• [The problem]:
Within the entries that follow, report how many lines contain the word "offset", giving the number by itself.

Items from a data source:
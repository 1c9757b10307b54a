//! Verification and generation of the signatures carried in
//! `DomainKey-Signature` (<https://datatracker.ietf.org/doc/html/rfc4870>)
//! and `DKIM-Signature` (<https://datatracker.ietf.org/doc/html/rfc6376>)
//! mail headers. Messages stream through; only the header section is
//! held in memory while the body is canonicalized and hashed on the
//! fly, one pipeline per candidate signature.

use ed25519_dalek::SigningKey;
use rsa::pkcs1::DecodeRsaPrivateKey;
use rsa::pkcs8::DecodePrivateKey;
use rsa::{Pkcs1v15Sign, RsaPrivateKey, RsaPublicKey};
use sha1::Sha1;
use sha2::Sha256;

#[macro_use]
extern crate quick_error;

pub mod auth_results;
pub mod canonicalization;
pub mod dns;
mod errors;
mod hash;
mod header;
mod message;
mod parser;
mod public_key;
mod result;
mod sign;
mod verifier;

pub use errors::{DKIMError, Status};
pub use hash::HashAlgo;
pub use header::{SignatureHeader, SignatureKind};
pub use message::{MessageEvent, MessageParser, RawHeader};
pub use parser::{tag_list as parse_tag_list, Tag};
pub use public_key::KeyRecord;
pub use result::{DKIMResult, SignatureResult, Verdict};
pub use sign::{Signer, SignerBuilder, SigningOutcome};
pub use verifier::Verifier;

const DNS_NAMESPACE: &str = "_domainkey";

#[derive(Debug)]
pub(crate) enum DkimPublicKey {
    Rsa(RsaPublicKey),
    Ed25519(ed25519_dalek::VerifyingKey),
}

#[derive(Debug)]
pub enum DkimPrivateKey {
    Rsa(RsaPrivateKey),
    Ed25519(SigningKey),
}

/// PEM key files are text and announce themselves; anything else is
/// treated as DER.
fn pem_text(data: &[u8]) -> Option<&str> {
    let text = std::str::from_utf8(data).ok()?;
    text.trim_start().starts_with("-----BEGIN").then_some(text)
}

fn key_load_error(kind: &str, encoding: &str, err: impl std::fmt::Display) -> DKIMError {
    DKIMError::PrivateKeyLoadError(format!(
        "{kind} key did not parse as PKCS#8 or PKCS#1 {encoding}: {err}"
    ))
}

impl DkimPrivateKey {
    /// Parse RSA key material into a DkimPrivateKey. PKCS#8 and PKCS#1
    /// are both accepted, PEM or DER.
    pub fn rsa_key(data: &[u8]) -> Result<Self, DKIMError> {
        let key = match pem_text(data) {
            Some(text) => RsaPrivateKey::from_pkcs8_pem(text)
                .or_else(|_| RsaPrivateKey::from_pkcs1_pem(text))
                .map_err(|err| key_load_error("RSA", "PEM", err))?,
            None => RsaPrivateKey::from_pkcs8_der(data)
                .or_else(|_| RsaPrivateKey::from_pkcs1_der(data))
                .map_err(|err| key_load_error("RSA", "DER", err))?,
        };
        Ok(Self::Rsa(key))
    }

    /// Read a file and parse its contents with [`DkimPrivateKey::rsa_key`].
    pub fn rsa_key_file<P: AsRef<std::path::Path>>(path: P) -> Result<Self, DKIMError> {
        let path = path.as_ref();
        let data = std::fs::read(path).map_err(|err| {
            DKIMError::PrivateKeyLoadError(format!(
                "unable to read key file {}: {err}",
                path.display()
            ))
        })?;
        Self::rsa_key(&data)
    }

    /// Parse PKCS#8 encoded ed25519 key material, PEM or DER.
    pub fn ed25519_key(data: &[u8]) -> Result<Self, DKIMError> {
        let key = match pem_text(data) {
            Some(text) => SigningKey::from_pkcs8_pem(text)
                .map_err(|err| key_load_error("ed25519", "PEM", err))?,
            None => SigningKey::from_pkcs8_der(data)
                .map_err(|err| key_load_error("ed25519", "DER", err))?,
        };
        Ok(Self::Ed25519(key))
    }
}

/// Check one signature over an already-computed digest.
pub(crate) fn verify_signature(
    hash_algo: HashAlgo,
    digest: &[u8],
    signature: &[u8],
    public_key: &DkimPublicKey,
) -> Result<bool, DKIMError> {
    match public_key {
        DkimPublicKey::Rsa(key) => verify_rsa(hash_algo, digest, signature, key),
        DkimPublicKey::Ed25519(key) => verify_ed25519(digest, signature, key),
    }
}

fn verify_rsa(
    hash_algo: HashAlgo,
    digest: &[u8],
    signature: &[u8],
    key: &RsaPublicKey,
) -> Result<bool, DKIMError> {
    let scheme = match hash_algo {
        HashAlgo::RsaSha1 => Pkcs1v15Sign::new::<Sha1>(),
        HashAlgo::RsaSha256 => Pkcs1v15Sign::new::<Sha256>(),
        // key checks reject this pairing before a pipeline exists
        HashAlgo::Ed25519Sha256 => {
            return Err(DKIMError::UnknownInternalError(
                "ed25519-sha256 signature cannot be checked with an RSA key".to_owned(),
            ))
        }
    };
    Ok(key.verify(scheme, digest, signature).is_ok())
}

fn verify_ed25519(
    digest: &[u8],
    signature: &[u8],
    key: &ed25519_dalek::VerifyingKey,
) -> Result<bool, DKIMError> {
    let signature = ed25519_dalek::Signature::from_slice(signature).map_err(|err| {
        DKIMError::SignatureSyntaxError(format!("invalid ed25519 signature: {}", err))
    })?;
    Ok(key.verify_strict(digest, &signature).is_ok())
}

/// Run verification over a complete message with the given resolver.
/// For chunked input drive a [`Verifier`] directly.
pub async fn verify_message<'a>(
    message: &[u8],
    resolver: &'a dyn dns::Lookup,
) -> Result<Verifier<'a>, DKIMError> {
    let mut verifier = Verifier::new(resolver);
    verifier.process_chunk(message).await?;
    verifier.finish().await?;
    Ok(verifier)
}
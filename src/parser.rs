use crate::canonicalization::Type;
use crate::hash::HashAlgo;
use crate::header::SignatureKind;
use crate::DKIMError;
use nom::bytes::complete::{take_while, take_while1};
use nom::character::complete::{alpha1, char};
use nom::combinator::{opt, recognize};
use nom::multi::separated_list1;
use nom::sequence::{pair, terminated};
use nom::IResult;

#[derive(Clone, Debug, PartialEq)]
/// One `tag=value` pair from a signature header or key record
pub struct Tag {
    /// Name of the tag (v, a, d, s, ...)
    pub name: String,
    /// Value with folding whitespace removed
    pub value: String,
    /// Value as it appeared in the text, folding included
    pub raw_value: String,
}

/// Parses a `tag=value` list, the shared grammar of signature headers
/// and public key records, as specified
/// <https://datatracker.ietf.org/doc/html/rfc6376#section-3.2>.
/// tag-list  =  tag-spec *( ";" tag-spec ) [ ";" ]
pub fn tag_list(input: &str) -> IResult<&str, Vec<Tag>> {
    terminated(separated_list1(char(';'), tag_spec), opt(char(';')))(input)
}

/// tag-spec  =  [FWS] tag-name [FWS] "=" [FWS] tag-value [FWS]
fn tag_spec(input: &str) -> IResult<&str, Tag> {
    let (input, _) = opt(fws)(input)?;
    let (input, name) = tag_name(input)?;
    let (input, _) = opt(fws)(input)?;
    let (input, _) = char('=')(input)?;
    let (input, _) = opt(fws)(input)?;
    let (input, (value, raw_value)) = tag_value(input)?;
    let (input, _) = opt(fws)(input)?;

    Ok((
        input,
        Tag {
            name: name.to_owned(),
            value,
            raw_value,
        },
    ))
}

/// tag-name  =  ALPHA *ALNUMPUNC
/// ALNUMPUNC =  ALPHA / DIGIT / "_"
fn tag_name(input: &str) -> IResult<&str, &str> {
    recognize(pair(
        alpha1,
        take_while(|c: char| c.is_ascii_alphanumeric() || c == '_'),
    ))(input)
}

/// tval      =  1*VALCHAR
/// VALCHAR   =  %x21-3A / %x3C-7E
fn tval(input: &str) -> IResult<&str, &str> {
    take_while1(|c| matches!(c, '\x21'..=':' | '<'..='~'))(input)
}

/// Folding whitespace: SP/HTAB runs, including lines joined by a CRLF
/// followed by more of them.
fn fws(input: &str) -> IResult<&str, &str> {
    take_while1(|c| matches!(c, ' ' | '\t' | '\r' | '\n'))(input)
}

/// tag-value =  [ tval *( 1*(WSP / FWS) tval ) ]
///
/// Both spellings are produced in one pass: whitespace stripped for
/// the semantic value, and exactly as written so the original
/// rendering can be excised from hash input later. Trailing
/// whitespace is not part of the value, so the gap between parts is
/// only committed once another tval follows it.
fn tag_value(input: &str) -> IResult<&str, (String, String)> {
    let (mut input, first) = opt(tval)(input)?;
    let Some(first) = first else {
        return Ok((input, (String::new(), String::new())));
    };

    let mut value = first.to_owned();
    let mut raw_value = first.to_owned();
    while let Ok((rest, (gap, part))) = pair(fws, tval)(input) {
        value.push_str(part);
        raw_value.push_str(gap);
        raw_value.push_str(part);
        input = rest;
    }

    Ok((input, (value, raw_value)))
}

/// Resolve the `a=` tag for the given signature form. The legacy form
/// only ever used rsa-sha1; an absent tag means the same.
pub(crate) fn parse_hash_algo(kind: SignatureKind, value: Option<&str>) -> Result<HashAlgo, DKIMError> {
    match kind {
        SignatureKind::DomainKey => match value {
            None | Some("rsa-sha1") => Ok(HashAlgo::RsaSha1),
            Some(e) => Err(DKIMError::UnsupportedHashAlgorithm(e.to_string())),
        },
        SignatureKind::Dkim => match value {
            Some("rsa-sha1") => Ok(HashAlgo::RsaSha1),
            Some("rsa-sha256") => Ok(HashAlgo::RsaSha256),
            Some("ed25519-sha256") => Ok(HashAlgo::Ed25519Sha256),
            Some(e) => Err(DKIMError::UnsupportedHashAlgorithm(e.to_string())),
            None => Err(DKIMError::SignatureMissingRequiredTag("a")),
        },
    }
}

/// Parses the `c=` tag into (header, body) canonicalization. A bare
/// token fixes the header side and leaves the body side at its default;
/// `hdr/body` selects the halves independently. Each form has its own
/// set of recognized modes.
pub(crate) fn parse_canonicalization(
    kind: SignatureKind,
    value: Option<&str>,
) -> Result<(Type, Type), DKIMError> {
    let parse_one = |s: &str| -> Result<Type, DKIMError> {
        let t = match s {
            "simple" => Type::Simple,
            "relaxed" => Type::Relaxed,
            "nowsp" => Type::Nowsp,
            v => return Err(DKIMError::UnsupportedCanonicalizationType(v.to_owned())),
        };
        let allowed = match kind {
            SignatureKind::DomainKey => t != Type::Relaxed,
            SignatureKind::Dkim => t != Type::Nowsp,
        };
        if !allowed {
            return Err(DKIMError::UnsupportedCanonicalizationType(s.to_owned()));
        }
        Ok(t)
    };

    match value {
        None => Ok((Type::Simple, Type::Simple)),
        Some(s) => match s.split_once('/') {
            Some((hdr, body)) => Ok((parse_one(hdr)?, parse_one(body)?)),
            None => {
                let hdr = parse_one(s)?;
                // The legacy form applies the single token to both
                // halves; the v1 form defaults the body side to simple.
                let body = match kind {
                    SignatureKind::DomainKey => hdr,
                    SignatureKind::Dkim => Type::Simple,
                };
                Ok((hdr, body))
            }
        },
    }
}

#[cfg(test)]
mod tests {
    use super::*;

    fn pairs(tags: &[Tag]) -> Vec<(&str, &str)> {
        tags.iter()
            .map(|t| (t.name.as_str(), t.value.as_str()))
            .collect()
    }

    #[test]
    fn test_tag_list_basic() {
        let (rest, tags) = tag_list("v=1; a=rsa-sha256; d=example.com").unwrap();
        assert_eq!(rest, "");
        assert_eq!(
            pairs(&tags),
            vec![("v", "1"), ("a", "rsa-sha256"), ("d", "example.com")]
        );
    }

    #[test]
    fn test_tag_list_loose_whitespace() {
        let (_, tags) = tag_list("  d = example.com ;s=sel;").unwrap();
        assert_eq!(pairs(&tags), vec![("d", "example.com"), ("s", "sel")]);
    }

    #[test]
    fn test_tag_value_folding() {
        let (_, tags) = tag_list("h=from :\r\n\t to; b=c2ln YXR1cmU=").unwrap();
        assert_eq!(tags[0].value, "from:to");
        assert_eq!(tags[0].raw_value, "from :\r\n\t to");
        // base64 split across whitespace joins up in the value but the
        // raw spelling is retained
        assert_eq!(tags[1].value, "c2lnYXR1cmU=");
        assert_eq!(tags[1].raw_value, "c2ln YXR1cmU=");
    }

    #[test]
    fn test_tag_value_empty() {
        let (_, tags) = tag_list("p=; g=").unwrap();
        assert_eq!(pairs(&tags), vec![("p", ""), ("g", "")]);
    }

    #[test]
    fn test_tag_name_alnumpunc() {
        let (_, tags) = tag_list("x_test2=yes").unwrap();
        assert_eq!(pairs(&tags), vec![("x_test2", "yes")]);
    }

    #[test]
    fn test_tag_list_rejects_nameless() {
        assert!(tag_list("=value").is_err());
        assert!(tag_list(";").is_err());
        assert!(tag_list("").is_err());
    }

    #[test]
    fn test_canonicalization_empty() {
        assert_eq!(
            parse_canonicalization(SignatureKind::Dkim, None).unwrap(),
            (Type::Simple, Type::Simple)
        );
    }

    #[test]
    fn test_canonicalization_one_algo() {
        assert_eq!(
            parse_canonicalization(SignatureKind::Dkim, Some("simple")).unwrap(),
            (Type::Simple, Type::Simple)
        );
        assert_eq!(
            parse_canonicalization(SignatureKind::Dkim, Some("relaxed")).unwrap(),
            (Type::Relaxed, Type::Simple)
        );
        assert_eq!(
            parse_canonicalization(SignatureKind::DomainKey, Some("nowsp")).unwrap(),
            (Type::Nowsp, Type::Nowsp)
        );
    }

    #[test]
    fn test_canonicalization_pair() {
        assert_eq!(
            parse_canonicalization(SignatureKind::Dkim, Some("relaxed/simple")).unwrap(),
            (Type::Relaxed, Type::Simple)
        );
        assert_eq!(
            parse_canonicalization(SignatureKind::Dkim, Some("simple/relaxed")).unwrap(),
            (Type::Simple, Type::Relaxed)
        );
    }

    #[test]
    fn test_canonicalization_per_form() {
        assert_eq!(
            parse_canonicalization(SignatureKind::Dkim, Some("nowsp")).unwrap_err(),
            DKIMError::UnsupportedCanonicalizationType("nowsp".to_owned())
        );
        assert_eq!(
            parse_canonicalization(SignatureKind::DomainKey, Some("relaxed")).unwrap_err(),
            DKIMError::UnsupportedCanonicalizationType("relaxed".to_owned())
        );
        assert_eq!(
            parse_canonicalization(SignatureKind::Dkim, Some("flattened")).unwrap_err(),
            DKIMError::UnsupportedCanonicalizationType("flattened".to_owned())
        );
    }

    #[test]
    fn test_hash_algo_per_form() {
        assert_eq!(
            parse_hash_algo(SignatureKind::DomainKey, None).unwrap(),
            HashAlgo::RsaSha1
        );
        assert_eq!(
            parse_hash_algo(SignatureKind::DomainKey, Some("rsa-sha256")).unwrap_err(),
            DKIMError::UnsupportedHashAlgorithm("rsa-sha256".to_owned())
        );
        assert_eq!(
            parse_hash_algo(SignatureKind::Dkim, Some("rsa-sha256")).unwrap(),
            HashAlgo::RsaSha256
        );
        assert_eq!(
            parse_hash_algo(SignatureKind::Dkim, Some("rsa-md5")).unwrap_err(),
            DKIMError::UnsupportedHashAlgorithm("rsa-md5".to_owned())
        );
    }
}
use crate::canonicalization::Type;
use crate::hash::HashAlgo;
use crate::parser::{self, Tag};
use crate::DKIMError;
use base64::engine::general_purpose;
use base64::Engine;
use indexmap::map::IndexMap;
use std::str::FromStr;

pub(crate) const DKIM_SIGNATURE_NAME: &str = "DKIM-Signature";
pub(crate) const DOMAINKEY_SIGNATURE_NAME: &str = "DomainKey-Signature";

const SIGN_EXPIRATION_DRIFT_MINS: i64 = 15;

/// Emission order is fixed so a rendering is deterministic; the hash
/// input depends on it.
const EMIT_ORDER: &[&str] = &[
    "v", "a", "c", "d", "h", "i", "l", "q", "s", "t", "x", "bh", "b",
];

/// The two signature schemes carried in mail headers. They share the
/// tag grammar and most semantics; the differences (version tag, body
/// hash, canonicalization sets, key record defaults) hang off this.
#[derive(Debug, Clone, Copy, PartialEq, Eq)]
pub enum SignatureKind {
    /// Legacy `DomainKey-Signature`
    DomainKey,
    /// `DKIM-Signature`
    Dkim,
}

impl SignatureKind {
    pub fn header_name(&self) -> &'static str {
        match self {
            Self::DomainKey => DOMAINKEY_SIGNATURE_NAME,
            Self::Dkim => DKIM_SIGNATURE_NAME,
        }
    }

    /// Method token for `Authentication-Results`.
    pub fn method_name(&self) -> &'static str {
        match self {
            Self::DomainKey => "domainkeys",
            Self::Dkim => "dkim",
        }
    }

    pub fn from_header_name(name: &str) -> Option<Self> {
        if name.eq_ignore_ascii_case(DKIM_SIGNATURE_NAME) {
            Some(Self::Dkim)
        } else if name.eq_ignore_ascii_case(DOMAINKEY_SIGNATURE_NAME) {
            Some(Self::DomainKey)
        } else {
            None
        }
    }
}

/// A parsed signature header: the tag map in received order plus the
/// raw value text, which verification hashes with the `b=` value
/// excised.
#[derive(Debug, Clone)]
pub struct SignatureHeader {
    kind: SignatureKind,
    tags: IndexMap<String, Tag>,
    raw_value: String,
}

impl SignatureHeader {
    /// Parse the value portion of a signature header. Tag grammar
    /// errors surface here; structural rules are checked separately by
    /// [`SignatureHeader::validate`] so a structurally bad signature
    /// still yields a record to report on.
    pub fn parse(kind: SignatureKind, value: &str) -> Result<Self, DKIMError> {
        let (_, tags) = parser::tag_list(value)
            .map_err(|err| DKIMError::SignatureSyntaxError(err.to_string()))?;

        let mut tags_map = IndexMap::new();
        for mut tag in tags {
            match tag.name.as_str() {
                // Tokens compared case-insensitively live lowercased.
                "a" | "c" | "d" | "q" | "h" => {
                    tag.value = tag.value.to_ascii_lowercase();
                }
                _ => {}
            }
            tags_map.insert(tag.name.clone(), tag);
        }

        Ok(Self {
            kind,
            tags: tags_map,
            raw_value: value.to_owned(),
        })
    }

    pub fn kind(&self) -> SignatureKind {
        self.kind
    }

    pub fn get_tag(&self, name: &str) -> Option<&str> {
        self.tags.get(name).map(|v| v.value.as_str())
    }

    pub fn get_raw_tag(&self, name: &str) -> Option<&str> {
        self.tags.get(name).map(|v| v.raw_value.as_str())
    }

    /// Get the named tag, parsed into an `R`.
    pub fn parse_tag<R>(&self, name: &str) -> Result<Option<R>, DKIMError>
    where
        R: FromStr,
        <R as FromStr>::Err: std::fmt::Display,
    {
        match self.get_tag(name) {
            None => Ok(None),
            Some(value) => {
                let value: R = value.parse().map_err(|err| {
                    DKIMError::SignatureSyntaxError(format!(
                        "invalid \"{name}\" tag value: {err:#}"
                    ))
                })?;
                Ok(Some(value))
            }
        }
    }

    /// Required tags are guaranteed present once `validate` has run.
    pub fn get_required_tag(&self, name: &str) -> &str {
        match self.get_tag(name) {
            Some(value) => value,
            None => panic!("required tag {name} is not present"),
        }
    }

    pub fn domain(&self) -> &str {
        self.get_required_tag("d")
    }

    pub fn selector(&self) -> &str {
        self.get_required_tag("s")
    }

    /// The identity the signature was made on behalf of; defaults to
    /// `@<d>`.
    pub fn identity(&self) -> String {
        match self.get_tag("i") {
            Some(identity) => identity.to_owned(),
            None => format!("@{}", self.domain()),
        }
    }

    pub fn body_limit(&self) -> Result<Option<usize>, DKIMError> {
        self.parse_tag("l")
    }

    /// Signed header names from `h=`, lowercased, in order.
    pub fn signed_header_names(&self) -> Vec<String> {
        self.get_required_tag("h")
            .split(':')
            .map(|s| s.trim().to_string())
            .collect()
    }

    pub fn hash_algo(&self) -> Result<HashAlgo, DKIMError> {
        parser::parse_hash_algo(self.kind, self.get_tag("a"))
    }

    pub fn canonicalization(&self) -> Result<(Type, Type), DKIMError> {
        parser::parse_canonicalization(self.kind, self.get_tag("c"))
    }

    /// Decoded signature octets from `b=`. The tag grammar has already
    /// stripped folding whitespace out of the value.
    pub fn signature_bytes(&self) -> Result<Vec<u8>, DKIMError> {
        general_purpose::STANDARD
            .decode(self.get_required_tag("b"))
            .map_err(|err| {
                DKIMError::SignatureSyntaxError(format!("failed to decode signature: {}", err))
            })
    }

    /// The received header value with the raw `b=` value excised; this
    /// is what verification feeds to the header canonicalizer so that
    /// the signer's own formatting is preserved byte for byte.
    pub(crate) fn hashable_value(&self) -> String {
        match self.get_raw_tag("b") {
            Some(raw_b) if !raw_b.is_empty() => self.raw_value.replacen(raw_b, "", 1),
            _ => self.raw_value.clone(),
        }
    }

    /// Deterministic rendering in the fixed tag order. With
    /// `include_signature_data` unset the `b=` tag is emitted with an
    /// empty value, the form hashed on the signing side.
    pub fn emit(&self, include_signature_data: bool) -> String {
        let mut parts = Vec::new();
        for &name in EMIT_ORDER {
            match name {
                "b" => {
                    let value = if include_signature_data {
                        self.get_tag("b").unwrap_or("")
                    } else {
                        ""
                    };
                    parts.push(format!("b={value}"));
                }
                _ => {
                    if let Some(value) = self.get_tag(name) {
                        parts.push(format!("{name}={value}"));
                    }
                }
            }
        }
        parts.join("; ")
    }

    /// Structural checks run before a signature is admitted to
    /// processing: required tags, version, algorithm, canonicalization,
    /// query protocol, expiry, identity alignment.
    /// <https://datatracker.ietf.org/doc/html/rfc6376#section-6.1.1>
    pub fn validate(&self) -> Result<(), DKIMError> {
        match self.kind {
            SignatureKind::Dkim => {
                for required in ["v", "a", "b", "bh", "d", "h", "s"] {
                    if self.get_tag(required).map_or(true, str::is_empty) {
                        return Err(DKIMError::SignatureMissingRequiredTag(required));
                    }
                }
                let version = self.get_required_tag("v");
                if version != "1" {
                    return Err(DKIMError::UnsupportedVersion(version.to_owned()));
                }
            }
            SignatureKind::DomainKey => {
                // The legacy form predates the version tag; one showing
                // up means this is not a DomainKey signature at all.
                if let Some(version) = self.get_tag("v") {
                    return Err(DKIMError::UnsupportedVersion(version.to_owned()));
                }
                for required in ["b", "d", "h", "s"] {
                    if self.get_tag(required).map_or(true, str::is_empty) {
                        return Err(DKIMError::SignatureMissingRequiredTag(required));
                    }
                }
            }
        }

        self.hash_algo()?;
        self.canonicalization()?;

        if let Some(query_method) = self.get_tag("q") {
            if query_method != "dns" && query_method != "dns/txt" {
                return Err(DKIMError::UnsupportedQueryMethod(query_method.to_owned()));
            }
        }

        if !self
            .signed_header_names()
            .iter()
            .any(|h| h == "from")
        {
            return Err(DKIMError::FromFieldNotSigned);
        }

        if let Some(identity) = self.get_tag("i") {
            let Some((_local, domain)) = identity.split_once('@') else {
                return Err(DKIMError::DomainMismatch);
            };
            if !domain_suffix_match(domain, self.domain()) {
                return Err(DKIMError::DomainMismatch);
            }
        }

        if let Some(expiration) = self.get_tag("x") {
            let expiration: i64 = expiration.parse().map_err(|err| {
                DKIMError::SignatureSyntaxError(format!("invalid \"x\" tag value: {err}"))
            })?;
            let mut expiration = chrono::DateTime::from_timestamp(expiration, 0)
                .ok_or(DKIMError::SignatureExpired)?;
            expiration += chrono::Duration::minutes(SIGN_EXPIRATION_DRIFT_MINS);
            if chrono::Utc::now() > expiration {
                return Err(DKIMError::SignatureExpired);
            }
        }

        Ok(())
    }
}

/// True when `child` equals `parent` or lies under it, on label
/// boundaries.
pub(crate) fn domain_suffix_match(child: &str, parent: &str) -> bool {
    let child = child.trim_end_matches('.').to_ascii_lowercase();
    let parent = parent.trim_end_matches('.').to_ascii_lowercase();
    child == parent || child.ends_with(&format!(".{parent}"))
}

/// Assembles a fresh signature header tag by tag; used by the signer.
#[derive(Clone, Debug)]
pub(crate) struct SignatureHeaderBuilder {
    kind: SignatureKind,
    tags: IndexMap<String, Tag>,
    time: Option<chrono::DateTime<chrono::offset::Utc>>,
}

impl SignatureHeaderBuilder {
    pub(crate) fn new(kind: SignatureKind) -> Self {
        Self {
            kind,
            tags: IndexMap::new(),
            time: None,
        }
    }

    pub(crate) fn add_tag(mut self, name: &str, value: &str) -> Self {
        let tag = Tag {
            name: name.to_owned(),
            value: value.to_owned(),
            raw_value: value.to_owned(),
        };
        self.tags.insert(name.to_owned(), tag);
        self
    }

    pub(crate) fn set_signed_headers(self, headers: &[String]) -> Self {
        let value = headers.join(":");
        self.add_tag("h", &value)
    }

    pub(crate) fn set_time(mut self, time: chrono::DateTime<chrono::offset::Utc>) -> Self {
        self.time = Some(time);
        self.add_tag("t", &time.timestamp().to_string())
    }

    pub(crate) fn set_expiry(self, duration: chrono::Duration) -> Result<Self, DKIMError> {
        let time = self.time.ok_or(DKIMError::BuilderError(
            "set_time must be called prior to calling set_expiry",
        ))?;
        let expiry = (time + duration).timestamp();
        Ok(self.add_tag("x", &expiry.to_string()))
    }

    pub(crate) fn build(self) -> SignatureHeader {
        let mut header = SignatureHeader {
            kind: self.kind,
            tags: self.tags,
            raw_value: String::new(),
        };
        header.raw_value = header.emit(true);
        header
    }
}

• [Exercise result]:
2